— TASK DIRECTIONS —
Find the word "that" in the data. Return every line where it appears.

[Stored data]
▼▼▼

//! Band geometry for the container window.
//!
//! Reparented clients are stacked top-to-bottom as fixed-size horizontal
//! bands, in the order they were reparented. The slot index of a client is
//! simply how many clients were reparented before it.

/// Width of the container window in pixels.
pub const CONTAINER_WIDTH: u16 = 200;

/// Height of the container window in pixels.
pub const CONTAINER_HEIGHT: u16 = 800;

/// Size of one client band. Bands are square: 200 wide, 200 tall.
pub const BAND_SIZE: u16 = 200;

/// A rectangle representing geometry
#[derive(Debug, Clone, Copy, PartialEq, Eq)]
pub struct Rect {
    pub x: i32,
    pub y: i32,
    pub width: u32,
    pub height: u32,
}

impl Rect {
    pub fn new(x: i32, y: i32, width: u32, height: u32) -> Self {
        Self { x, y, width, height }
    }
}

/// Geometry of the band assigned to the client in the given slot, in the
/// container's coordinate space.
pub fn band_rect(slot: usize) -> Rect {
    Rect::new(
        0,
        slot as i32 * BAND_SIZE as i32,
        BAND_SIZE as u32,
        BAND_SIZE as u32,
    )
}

▲▲▲
▼▼▼

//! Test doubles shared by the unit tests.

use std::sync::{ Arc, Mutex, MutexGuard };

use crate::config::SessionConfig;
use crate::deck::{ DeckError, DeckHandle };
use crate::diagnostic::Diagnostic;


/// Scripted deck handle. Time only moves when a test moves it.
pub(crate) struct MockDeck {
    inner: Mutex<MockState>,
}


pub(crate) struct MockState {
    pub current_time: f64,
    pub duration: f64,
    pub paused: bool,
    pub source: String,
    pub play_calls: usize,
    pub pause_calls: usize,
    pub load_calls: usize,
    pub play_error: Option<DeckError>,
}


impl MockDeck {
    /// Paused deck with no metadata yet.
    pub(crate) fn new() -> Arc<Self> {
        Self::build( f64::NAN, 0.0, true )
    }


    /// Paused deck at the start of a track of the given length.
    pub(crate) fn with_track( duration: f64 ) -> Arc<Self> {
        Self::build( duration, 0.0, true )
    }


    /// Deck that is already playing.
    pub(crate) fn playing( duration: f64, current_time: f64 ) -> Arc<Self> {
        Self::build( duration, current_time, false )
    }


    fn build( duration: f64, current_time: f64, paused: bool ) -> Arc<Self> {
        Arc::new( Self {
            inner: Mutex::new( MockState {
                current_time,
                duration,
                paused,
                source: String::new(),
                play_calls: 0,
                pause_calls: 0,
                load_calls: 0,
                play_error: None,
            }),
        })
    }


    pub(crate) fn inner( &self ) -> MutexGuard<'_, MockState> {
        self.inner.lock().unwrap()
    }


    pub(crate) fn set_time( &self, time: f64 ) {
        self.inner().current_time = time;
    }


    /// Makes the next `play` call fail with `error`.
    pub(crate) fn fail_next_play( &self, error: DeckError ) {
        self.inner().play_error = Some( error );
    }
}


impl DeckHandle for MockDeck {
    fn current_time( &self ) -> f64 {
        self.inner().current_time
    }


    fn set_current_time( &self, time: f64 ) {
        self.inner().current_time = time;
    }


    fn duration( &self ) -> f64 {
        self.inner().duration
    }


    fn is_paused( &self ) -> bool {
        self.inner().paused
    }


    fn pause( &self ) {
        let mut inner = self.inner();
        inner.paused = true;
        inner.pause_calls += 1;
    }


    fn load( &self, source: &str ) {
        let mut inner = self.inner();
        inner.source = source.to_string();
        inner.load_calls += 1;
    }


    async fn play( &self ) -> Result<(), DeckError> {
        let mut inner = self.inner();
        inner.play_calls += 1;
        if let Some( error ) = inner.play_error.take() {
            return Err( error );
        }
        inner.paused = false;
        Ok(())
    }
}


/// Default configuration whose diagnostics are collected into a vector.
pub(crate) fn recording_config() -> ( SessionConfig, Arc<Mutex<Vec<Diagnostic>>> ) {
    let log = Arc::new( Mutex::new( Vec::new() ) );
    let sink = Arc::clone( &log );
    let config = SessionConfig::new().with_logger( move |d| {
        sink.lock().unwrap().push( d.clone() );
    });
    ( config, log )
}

▲▲▲
▼▼▼

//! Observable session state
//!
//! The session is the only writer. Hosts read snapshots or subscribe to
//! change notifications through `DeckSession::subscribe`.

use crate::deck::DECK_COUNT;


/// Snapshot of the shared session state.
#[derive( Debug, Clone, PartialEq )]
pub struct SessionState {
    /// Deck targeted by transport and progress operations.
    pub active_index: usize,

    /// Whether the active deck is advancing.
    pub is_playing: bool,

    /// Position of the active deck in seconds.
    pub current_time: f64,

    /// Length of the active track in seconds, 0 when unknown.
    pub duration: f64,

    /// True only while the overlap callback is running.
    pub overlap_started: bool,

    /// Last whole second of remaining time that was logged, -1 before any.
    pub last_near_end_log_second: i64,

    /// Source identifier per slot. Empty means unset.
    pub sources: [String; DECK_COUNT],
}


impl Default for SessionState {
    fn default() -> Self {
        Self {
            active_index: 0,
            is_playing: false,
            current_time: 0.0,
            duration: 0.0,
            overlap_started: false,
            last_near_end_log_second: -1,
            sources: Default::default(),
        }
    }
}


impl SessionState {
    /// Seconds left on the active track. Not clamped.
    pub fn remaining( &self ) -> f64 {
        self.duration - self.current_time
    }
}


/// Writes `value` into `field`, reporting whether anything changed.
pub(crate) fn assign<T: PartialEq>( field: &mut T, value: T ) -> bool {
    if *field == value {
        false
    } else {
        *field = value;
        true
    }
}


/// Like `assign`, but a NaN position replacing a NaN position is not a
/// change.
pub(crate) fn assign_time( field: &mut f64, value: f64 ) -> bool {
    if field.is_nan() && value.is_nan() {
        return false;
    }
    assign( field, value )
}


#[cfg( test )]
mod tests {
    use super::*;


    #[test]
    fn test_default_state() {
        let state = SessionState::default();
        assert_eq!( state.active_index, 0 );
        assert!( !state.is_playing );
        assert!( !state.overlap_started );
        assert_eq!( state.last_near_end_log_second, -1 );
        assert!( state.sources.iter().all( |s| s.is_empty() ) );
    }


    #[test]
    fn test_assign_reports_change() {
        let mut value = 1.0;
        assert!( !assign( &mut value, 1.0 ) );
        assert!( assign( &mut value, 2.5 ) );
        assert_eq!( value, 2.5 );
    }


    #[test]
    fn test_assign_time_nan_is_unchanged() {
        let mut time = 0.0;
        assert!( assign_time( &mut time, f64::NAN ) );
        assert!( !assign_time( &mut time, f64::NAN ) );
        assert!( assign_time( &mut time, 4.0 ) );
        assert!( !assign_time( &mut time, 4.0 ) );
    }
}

▲▲▲

— ANSWER —
    /// Deck that is already playing.
    /// Last whole second of remaining time that was logged, -1 before any.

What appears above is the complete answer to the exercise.